Every line in the data below that includes "SystemSecurity" belongs in the answer, copied as it stands.
··· Task input
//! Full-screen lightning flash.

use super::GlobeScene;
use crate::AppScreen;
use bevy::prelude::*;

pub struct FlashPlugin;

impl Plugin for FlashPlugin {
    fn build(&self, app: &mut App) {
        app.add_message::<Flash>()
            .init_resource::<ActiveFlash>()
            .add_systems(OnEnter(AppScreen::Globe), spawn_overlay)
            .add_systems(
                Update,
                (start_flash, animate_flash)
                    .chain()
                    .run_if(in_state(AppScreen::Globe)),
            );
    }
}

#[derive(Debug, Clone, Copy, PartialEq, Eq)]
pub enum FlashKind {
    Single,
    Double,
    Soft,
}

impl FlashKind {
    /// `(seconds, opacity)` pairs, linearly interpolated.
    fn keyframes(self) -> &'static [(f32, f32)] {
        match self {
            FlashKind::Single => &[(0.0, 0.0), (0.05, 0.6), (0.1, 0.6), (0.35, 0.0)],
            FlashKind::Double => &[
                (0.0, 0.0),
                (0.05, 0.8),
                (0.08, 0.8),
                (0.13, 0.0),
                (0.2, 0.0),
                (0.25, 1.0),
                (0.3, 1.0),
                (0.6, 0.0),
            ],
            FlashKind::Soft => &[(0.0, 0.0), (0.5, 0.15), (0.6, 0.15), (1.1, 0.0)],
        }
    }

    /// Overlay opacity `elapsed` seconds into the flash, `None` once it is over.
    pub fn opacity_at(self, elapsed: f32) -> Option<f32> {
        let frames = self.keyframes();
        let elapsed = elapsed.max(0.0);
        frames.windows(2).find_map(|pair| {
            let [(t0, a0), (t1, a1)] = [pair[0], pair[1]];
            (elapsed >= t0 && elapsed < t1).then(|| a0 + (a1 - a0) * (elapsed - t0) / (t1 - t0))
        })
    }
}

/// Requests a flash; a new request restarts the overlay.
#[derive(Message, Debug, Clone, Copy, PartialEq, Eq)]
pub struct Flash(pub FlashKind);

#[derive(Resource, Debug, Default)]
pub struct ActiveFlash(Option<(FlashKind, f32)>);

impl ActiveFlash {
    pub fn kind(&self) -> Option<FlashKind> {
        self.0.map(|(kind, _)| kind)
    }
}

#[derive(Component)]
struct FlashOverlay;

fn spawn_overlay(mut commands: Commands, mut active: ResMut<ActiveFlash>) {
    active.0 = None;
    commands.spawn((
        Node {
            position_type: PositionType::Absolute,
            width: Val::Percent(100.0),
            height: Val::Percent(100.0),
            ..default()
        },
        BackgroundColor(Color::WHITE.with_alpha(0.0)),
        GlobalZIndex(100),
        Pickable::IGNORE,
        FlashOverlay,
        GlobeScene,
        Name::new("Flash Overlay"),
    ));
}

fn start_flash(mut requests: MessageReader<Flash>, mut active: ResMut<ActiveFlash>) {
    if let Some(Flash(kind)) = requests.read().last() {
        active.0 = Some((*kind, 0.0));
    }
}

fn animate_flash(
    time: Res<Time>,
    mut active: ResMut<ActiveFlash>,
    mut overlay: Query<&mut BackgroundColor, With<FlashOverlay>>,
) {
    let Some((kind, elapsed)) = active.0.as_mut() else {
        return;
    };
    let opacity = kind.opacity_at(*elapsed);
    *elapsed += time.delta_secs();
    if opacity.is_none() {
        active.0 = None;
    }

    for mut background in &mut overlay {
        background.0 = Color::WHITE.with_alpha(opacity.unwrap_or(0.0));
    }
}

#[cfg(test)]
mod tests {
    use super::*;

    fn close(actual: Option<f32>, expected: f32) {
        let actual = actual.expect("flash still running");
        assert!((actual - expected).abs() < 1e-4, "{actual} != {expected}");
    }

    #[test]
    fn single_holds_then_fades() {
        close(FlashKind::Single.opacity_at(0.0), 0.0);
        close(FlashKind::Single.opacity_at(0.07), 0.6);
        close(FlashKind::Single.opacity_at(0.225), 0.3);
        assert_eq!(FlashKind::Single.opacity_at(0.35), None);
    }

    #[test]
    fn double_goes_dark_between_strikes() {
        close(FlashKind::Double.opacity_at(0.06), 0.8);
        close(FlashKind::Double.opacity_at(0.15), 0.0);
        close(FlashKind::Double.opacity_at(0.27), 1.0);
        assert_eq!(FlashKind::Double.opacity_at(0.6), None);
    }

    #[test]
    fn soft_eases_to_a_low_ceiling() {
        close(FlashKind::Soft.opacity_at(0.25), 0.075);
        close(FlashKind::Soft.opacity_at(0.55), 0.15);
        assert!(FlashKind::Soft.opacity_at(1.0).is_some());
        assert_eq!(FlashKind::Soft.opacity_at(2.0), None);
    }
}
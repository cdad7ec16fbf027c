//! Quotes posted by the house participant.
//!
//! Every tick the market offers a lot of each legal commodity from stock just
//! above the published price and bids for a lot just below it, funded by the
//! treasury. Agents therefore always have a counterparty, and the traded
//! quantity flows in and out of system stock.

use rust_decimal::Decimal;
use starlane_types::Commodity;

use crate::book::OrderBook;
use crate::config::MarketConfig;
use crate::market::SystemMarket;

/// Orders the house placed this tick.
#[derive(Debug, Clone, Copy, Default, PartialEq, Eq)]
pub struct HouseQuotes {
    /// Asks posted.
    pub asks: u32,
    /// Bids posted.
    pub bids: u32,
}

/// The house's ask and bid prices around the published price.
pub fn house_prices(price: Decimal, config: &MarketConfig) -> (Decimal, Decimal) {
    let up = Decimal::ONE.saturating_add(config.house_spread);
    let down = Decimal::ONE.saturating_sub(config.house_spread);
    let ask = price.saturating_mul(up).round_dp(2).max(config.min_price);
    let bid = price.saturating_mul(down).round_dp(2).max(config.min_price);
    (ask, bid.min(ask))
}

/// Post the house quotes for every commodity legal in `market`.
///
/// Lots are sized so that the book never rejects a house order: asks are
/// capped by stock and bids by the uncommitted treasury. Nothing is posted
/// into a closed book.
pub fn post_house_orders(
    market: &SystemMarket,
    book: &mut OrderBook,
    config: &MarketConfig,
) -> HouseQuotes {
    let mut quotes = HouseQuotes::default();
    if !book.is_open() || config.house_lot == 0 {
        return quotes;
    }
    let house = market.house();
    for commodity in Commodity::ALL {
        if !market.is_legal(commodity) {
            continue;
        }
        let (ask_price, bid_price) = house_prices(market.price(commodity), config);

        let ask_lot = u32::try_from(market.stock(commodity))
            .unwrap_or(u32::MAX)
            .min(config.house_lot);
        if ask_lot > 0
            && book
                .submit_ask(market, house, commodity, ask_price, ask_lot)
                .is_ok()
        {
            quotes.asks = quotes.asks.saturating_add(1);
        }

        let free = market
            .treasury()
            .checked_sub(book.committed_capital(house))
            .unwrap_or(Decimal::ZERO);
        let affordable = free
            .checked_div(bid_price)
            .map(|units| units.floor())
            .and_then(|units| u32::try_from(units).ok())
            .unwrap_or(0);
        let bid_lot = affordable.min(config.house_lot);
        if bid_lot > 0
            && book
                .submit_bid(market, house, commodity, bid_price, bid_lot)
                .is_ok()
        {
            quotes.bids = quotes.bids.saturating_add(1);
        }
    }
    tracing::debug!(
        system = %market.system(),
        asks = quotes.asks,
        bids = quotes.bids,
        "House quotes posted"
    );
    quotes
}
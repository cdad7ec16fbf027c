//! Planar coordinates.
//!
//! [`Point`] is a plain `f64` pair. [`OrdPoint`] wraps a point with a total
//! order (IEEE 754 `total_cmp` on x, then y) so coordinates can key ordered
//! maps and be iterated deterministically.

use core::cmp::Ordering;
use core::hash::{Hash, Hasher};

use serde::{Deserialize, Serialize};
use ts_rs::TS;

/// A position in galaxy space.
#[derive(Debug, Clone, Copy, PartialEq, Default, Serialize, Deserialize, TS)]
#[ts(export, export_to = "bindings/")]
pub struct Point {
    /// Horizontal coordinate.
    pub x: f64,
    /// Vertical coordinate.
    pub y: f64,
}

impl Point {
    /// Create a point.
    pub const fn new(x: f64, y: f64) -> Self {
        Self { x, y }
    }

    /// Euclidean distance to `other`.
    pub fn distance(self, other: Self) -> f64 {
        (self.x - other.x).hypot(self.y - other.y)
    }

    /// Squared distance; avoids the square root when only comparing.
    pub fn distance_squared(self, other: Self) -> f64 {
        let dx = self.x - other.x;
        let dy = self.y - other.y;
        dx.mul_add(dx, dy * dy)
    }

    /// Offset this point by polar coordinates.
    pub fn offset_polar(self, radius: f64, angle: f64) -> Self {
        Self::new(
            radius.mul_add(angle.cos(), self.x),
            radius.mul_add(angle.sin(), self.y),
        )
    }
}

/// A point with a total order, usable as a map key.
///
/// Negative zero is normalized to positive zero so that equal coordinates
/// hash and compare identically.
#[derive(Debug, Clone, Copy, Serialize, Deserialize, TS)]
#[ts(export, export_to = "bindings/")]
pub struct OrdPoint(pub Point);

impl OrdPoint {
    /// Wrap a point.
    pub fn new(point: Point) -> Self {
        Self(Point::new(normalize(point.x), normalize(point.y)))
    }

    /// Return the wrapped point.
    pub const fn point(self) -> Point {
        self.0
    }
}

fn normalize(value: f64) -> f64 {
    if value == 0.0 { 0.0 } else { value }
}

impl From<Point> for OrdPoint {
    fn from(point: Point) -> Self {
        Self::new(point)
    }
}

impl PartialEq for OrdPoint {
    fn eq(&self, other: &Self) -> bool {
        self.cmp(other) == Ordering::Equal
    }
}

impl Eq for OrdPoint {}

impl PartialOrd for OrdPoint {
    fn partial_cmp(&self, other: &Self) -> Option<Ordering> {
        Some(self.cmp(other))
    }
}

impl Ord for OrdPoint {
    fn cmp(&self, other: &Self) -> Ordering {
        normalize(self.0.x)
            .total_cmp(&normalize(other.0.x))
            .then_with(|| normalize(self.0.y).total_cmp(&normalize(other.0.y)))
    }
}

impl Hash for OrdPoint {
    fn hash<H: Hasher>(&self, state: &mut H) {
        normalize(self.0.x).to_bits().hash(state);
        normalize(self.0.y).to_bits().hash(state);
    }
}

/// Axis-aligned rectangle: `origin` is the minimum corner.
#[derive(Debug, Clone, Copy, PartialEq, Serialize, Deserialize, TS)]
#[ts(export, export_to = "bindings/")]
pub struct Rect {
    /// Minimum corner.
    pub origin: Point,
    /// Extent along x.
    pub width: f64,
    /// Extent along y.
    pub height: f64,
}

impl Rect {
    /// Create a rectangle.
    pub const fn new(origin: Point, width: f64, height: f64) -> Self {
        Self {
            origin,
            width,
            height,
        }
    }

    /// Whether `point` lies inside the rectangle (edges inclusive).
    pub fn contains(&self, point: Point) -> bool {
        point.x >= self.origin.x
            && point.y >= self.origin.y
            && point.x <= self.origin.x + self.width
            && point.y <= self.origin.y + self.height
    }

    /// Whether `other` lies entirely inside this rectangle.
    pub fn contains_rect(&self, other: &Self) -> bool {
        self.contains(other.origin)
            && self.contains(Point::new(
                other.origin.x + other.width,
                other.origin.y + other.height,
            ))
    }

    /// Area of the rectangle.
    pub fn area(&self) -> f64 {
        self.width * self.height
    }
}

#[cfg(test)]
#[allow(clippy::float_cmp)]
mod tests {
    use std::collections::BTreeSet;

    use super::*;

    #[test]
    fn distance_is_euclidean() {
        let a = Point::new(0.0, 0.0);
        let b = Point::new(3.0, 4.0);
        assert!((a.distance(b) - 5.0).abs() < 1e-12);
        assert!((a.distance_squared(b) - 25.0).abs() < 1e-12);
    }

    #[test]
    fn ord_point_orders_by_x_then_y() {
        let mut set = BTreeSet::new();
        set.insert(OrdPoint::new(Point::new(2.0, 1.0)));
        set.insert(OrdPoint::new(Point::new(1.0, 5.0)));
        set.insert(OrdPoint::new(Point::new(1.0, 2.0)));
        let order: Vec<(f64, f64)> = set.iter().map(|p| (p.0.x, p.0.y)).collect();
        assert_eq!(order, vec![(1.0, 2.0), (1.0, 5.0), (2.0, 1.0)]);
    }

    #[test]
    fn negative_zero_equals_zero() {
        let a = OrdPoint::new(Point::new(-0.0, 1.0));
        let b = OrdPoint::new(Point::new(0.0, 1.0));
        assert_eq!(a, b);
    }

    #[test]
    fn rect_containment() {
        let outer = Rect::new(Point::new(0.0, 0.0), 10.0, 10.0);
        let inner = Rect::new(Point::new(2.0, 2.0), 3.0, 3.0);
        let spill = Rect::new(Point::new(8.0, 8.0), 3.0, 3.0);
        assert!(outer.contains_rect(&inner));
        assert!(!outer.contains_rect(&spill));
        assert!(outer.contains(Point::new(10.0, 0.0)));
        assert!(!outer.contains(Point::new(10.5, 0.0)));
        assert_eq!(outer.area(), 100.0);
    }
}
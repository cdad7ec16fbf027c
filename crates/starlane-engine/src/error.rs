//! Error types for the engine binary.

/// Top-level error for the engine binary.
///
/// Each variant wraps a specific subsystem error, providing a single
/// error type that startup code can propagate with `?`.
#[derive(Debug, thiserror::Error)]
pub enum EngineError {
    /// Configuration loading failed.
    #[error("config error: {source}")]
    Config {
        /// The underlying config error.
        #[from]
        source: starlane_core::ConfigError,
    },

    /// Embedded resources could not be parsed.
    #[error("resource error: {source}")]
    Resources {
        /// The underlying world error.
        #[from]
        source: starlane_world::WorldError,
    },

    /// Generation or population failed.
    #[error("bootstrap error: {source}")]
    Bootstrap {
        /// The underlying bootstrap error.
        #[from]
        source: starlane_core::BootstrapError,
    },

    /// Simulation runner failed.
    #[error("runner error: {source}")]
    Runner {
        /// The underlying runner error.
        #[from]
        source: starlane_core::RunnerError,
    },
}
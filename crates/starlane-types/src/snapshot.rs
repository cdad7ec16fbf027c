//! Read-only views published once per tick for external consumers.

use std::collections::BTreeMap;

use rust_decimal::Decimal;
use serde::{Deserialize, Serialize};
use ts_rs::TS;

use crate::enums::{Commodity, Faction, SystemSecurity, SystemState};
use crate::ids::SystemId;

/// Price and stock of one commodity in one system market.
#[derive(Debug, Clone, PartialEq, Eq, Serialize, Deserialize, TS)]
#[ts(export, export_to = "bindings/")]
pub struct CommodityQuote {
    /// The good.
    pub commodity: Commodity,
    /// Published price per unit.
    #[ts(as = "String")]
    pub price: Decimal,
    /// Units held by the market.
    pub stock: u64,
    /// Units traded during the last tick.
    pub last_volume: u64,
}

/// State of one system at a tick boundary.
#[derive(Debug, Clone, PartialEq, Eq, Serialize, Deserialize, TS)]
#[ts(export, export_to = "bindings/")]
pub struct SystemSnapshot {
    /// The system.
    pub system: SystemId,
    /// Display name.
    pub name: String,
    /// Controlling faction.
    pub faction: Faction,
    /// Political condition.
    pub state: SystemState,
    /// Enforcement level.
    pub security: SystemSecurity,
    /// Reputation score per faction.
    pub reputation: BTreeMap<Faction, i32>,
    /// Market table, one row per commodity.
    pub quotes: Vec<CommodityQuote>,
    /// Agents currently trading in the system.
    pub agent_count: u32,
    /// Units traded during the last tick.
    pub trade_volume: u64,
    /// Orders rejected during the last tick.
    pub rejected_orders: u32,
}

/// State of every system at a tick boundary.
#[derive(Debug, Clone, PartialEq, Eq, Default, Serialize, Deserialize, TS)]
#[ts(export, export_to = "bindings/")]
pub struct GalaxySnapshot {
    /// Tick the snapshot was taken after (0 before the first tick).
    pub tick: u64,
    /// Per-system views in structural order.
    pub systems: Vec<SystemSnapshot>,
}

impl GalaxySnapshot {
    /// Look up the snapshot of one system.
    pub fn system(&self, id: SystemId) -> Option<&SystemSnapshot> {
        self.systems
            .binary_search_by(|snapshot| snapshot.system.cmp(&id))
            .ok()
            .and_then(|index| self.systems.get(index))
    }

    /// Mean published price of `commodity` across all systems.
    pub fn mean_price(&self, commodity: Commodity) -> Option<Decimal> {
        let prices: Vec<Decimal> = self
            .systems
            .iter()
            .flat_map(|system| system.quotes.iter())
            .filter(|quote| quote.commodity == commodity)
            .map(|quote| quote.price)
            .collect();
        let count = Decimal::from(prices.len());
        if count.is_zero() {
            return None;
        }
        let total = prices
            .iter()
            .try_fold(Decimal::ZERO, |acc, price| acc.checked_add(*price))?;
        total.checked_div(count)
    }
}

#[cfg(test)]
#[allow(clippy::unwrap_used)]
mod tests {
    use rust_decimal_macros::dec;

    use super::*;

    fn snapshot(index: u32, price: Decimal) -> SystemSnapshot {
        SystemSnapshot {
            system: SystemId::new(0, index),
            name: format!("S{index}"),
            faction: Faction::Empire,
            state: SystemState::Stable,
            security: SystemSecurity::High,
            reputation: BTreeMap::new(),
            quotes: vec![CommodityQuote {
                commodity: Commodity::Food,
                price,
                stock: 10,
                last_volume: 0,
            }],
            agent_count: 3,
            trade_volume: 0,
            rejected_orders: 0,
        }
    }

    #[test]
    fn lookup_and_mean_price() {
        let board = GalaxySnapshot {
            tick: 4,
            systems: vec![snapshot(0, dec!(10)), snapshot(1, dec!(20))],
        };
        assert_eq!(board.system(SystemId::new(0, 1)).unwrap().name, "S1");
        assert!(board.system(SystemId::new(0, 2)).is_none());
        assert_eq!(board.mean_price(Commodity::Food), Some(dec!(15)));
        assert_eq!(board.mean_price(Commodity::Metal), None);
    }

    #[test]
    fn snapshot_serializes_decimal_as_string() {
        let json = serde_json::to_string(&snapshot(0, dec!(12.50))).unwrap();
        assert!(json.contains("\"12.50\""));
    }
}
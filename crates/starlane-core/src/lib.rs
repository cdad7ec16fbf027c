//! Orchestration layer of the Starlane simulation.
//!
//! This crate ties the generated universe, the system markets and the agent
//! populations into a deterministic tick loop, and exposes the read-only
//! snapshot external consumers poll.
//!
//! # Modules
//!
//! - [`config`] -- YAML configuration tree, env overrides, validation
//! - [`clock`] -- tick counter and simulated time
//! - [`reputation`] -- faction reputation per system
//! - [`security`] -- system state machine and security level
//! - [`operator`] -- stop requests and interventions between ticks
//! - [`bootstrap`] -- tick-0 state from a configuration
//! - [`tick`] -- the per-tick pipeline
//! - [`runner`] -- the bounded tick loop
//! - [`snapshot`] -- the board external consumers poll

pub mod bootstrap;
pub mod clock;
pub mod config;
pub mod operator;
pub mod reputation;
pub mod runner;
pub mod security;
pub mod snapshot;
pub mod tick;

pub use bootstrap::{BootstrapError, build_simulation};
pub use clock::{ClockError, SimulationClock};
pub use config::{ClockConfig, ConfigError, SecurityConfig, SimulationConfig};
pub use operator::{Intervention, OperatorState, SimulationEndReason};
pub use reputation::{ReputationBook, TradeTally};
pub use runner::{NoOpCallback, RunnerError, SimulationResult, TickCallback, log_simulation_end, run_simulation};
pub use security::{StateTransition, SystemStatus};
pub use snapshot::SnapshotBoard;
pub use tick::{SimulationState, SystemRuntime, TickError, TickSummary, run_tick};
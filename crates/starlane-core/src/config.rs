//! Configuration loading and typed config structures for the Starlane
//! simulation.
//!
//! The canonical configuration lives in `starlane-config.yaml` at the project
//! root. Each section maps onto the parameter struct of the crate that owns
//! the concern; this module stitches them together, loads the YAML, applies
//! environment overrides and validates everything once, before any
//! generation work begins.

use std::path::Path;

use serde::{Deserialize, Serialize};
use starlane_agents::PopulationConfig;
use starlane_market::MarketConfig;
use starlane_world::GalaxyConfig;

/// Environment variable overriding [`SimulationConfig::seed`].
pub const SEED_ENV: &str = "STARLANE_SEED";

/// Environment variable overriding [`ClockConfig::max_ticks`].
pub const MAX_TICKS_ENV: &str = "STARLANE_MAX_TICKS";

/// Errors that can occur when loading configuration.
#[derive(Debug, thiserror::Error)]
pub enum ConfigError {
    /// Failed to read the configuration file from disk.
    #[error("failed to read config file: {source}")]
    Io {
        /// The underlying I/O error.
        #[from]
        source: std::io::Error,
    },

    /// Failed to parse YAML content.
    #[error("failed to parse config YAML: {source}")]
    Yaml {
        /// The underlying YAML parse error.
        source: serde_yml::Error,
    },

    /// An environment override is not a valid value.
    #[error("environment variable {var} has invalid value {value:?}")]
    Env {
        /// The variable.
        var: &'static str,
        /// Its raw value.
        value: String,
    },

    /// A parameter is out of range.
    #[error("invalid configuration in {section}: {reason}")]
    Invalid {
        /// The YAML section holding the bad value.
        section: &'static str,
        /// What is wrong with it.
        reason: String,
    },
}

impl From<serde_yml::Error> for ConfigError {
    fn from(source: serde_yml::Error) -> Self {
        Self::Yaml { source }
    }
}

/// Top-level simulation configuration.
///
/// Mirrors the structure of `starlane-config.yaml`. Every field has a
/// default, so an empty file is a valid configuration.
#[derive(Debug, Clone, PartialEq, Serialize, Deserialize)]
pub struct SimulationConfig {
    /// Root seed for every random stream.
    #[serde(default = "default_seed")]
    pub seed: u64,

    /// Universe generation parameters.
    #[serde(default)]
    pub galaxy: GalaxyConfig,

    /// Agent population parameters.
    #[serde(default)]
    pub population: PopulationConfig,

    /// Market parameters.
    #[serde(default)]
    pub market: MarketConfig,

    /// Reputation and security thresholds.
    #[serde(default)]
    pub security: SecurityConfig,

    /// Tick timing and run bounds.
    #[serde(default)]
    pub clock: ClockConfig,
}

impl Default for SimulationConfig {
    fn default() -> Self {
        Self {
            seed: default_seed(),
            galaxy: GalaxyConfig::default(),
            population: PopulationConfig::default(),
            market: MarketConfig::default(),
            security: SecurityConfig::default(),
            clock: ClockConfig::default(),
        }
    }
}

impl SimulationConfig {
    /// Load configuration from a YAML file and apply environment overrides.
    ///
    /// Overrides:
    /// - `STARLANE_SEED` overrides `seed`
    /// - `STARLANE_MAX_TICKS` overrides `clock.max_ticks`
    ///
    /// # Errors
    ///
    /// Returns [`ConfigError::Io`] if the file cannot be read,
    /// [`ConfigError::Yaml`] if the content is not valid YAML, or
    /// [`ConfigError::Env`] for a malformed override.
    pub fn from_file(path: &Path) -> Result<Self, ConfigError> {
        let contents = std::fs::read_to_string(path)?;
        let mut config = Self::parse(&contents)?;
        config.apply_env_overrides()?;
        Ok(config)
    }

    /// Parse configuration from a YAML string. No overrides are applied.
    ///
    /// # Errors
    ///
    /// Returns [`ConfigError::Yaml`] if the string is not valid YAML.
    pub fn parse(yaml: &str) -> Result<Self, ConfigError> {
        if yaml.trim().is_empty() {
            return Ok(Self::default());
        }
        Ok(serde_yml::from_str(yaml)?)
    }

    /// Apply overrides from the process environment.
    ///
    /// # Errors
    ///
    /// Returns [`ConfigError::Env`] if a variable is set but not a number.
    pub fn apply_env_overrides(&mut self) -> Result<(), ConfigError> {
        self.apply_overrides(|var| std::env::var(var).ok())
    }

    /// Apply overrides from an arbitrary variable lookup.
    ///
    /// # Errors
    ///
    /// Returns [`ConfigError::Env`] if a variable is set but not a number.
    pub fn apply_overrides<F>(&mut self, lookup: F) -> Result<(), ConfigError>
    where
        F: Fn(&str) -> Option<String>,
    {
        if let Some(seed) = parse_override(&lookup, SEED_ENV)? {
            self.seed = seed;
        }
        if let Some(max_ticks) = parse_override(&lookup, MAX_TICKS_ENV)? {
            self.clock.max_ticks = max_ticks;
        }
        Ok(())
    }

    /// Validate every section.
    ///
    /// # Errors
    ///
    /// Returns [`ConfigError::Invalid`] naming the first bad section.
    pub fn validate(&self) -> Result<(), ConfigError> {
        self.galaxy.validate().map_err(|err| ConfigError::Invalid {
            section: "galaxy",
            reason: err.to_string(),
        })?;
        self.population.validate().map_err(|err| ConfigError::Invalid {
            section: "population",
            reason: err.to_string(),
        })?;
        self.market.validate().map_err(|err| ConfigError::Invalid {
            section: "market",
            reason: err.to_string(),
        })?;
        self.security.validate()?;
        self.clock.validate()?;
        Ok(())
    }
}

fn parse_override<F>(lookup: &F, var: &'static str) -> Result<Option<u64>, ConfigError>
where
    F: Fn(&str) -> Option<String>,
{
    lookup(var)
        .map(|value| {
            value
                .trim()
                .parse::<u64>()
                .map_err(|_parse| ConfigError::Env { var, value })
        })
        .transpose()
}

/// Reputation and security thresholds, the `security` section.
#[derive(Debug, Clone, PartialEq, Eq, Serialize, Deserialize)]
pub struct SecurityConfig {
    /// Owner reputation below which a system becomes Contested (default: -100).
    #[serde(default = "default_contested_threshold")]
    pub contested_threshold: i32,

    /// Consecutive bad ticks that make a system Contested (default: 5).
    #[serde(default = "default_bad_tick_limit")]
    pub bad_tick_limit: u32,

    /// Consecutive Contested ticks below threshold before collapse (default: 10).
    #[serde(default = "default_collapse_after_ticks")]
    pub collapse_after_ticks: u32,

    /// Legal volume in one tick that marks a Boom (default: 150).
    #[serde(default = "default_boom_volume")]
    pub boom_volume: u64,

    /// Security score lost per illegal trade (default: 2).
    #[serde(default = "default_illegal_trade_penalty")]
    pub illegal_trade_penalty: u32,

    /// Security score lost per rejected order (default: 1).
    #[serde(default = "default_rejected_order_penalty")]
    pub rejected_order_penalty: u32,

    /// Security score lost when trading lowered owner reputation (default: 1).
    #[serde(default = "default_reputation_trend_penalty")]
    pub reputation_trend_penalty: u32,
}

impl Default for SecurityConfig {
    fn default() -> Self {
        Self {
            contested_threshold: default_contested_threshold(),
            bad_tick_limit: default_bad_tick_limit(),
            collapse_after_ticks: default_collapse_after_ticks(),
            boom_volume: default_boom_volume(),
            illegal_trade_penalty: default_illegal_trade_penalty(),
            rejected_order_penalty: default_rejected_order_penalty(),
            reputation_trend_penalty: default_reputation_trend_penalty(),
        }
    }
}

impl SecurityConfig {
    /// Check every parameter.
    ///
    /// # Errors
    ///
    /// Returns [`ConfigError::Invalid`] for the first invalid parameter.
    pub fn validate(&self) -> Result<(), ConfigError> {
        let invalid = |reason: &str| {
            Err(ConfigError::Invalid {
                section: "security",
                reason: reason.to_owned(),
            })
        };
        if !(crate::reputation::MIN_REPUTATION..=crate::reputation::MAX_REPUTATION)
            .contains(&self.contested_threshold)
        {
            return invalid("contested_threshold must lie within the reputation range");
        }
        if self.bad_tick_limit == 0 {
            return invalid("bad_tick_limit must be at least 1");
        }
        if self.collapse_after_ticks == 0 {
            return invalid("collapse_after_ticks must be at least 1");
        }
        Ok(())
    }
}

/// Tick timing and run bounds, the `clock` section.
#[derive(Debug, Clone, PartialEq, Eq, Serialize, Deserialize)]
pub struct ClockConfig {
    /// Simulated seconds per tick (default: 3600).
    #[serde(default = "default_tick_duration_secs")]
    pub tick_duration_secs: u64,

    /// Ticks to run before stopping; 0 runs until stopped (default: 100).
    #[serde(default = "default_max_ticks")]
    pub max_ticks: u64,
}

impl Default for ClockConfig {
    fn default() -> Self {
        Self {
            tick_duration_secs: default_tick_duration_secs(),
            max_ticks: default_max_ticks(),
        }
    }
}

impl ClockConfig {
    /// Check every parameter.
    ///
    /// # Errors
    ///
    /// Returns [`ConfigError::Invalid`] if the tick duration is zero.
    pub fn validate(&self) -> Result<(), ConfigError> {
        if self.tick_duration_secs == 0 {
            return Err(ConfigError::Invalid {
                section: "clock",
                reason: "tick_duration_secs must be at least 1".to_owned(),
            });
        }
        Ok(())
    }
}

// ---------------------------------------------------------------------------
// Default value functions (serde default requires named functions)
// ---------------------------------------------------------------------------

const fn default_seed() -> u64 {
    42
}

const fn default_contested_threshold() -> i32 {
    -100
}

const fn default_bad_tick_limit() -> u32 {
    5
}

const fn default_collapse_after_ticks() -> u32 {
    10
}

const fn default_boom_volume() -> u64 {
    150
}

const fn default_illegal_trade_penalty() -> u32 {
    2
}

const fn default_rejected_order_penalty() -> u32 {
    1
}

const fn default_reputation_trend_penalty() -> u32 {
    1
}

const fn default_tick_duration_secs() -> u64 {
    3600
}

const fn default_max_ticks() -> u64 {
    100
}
······
• [Result of the exercise]:
use crate::enums::{Commodity, Faction, SystemSecurity, SystemState};
    pub security: SystemSecurity,
            security: SystemSecurity::High,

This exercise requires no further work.